Every founder’s dream is to start and grow a successful startup; for many, the ultimate goal is usually a successful exit or restructuring. This is when they can cash in on the hard work and risk-taking of building a successful business. However, exiting or reorganizing is not as simple as signing a piece of paper. To make sure the process goes as smoothly as possible, there are a number of legal and financial things to think about. These include figuring out contracts and rules and calculating assets and values.
Legal Considerations
- Stock options and equity: If stock options or equity have been issued to employees or investors, the terms of those options or equity will need to be reviewed and potentially amended as part of the exit or restructuring process.
- Contracts: Any existing contracts or agreements, such as leases, independent contractor agreements, partnerships, employment contracts, and shareholder agreements, will need to be reviewed and possibly renegotiated to ensure they are still relevant and enforceable after the exit or restructuring.
- Intellectual property: Any intellectual property owned by the startup, such as copyrights, trademarks, or patents, must be transferred appropriately.
- Employee considerations: The startup will need to consider the rights and obligations of its employees as it relates to the restructuring process.
- Regulatory compliance: Depending on the industry the startup operates in, there might be certain regulations, such as data protection laws and securities laws, that would need to be complied with in the event of an exit. Accordingly, the startup will need to ensure that it complies with all relevant laws and regulations.
- Legal Due Diligence: Depending on the type of exit or restructuring, the company will have to undergo a due diligence exercise where the buyer will examine the company’s legal documents and information to ensure no irregularities.
- Closing documents: The closing documents, such as purchase agreements, must be prepared to complete the transaction.
Financial Considerations
- Valuation: The startup’s value will need to be determined to negotiate the exit or restructuring terms properly. This valuation can be based on factors such as the startup’s revenue, growth, profitability, and assets.

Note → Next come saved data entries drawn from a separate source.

//! Scarab - interactive beetle customizer, native desktop build

use std::time::{SystemTime, UNIX_EPOCH};

use bevy::prelude::*;
use bevy::window::WindowResolution;
use bevy_egui::EguiPlugin;
use customizer::{Palette, ViewerState};
use rand::SeedableRng;
use rand::rngs::SmallRng;
use scarab_config::DisplayConfig;
use scarab_scene::{OutboundUiMessages, ScenePlugin};

mod input;
mod panel;

/// Seed of this launch's starting palette
#[derive(Resource)]
struct PaletteSeed(u64);

fn main() {
    // Display configuration - single source of truth for window size
    let display_config = DisplayConfig::default();

    let window_config = Window {
        title: "Scarab".into(),
        resolution: WindowResolution::new(display_config.width, display_config.height),
        present_mode: bevy::window::PresentMode::AutoVsync,
        ..default()
    };

    let seed = SystemTime::now()
        .duration_since(UNIX_EPOCH)
        .map(|d| d.as_nanos() as u64)
        .unwrap_or_default();
    let palette = Palette::random(&mut SmallRng::seed_from_u64(seed));

    let mut app = App::new();

    app.add_plugins(
        DefaultPlugins
            .set(WindowPlugin {
                primary_window: Some(window_config),
                ..default()
            })
            .set(bevy::log::LogPlugin {
                level: bevy::log::Level::INFO,
                ..default()
            }),
    );

    app.insert_resource(PaletteSeed(seed))
        .insert_resource(display_config)
        .insert_resource(ViewerState::with_palette(palette));

    app.add_plugins(EguiPlugin::default())
        .add_plugins(ScenePlugin)
        .add_plugins(panel::PanelPlugin)
        .add_plugins(input::InputPlugin)
        .add_systems(Startup, report_palette_seed)
        .add_systems(Last, drain_outbound_messages)
        .run();
}

fn report_palette_seed(seed: Res<PaletteSeed>) {
    info!("Palette seed {}", seed.0);
}

/// The egui panel reads `ViewerState` directly; outbound messages only
/// matter to the browser build, so they are logged and dropped here
fn drain_outbound_messages(mut outbound: ResMut<OutboundUiMessages>) {
    for msg in outbound.drain() {
        debug!("Viewer -> UI: {:?}", msg);
    }
}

- Tax implications: The exit or restructuring will undoubtedly have tax implications for the startup and its shareholders. Hence, there is a need to ensure that all tax laws and regulations are followed in the process. Also, If the shareholders sell their shares, they will have to consider the taxes that might apply to the sale, such as capital gains tax.

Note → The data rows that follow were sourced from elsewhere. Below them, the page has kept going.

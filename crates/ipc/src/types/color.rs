//! sRGB color values as exchanged with color pickers.

use std::fmt;
use std::str::FromStr;

use serde::{Deserialize, Serialize};

use crate::error::ColorParseError;

/// An 8-bit sRGB color, written on the wire as `#rrggbb`.
#[derive(Debug, Clone, Copy, PartialEq, Eq, Hash, Default, Serialize, Deserialize)]
#[serde(try_from = "String", into = "String")]
pub struct Rgb {
    pub r: u8,
    pub g: u8,
    pub b: u8,
}

impl Rgb {
    pub const WHITE: Self = Self::new(0xff, 0xff, 0xff);
    pub const BLACK: Self = Self::new(0, 0, 0);

    pub const fn new(r: u8, g: u8, b: u8) -> Self {
        Self { r, g, b }
    }

    /// Build from a packed `0xRRGGBB` value; the top byte is ignored.
    pub const fn from_u32(packed: u32) -> Self {
        Self {
            r: ((packed >> 16) & 0xff) as u8,
            g: ((packed >> 8) & 0xff) as u8,
            b: (packed & 0xff) as u8,
        }
    }

    /// sRGB channels normalized to 0.0-1.0
    pub fn to_srgb_f32(self) -> [f32; 3] {
        [
            self.r as f32 / 255.0,
            self.g as f32 / 255.0,
            self.b as f32 / 255.0,
        ]
    }

    /// Linear-light channels, the space shaders blend in
    pub fn to_linear(self) -> [f32; 3] {
        self.to_srgb_f32().map(srgb_to_linear)
    }
}

/// Decode one sRGB-encoded channel (0.0-1.0) to linear light
pub fn srgb_to_linear(c: f32) -> f32 {
    if c <= 0.04045 {
        c / 12.92
    } else {
        ((c + 0.055) / 1.055).powf(2.4)
    }
}

impl FromStr for Rgb {
    type Err = ColorParseError;

    fn from_str(s: &str) -> Result<Self, Self::Err> {
        let err = || ColorParseError {
            input: s.to_string(),
        };
        let hex = s.strip_prefix('#').ok_or_else(err)?;
        if hex.len() != 6 || !hex.bytes().all(|b| b.is_ascii_hexdigit()) {
            return Err(err());
        }
        let packed = u32::from_str_radix(hex, 16).map_err(|_| err())?;
        Ok(Self::from_u32(packed))
    }
}

impl fmt::Display for Rgb {
    fn fmt(&self, f: &mut fmt::Formatter<'_>) -> fmt::Result {
        write!(f, "#{:02x}{:02x}{:02x}", self.r, self.g, self.b)
    }
}

impl TryFrom<String> for Rgb {
    type Error = ColorParseError;

    fn try_from(value: String) -> Result<Self, Self::Error> {
        value.parse()
    }
}

impl From<Rgb> for String {
    fn from(value: Rgb) -> Self {
        value.to_string()
    }
}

- Financing: To finance the transaction, the startup may need to raise additional capital through debt or equity financing. The need for this largely depends on the type of exit or restructuring.
- Debt repayment: If the startup has any debt, it will need to consider the repayment of that debt. This could include negotiating with the lender to extend the repayment period or refinance the debt.

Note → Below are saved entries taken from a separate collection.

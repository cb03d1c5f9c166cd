//! Mutually exclusive head variant visibility

use scarab_ipc::HeadVariant;
use tracing::{debug, info};

use crate::error::CommandError;

/// Which head variants the model provides and which one is shown.
///
/// Invariant: once any variant is loaded, exactly one loaded variant is
/// active and every other variant is hidden.
#[derive(Debug, Clone, Default, PartialEq, Eq)]
pub struct HeadVariants {
    /// Loaded variants, in enumeration order
    loaded: Vec<HeadVariant>,
    active: Option<HeadVariant>,
}

impl HeadVariants {
    /// Register the variants found in the model and show the first one.
    ///
    /// Returns the variant made visible, if any were found.
    pub fn on_model_loaded(&mut self, available: impl IntoIterator<Item = HeadVariant>) -> Option<HeadVariant> {
        let mut loaded: Vec<HeadVariant> = available.into_iter().collect();
        loaded.sort();
        loaded.dedup();
        self.loaded = loaded;
        self.active = self.loaded.first().copied();
        if let Some(head) = self.active {
            info!("Head variants loaded: {:?}, showing {:?}", self.loaded, head);
        }
        self.active
    }

    /// Show `target` and hide every other variant.
    ///
    /// Returns `Ok(true)` if the visible variant changed and `Ok(false)` if
    /// `target` was already shown. Errors leave the current assignment as is.
    pub fn switch_to(&mut self, target: HeadVariant) -> Result<bool, CommandError> {
        if self.loaded.is_empty() {
            return Err(CommandError::ModelNotLoaded(target));
        }
        if !self.loaded.contains(&target) {
            return Err(CommandError::HeadNotLoaded(target));
        }
        if self.active == Some(target) {
            return Ok(false);
        }
        debug!("Switching to head: {:?}", target);
        self.active = Some(target);
        Ok(true)
    }

    pub fn active(&self) -> Option<HeadVariant> {
        self.active
    }

    pub fn loaded(&self) -> &[HeadVariant] {
        &self.loaded
    }

    pub fn is_loaded(&self) -> bool {
        !self.loaded.is_empty()
    }

    /// Visibility flag for one variant
    pub fn is_visible(&self, variant: HeadVariant) -> bool {
        self.active == Some(variant)
    }
}

#[cfg(test)]
mod tests {
    use super::*;

    fn loaded_all() -> HeadVariants {
        let mut heads = HeadVariants::default();
        heads.on_model_loaded(HeadVariant::ALL);
        heads
    }

    fn visible_count(heads: &HeadVariants) -> usize {
        HeadVariant::ALL
            .into_iter()
            .filter(|&v| heads.is_visible(v))
            .count()
    }

    #[test]
    fn test_first_variant_visible_on_load() {
        let heads = loaded_all();
        assert_eq!(heads.active(), Some(HeadVariant::A));
        assert_eq!(visible_count(&heads), 1);
    }

    #[test]
    fn test_load_order_does_not_matter() {
        let mut heads = HeadVariants::default();
        let shown = heads.on_model_loaded([HeadVariant::C, HeadVariant::B]);
        assert_eq!(shown, Some(HeadVariant::B));
        assert_eq!(heads.loaded(), &[HeadVariant::B, HeadVariant::C]);
    }

    #[test]
    fn test_switch_sequences_keep_exactly_one_visible() {
        for a in HeadVariant::ALL {
            for b in HeadVariant::ALL {
                if a == b {
                    continue;
                }
                let mut heads = loaded_all();
                heads.switch_to(a).unwrap();
                assert_eq!(visible_count(&heads), 1);
                assert!(heads.switch_to(b).unwrap());
                assert_eq!(visible_count(&heads), 1);
                assert!(heads.is_visible(b));
                assert!(!heads.is_visible(a));
            }
        }
    }

    #[test]
    fn test_switch_to_current_is_noop() {
        let mut heads = loaded_all();
        let before = heads.clone();
        assert!(!heads.switch_to(HeadVariant::A).unwrap());
        assert_eq!(heads, before);
    }

    #[test]
    fn test_switch_before_load_is_rejected() {
        let mut heads = HeadVariants::default();
        assert_eq!(
            heads.switch_to(HeadVariant::B),
            Err(CommandError::ModelNotLoaded(HeadVariant::B))
        );
        assert_eq!(heads.active(), None);
    }

    #[test]
    fn test_switch_to_missing_variant_keeps_assignment() {
        let mut heads = HeadVariants::default();
        heads.on_model_loaded([HeadVariant::A, HeadVariant::B]);
        heads.switch_to(HeadVariant::B).unwrap();
        let before = heads.clone();

        assert_eq!(
            heads.switch_to(HeadVariant::C),
            Err(CommandError::HeadNotLoaded(HeadVariant::C))
        );
        assert_eq!(heads, before);
        assert!(heads.is_visible(HeadVariant::B));
    }

    #[test]
    fn test_model_without_heads() {
        let mut heads = HeadVariants::default();
        assert_eq!(heads.on_model_loaded([]), None);
        assert!(!heads.is_loaded());
    }
}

- Distribution of proceeds: The startup will need to consider how proceeds from the exit will be distributed among the shareholders and stakeholders.
- Financial due diligence: Depending on the type of exit or restructuring, the company will have to go through a Due Diligence exercise where the buyer will examine the company’s financial documents and information to ensure no irregularities.
- Post-exit financial planning: The startup must prepare a plan for its financial future after the exit or restructuring. This includes planning for how the proceeds will be used and distributed, repayments of debts, future investments, and so on.
The process of an exit or restructuring is a complex one that requires the right amount of planning and taking into account all the considerations mentioned above. Founders who want to navigate these considerations seamlessly will benefit from engaging experienced professionals to guide them through the process.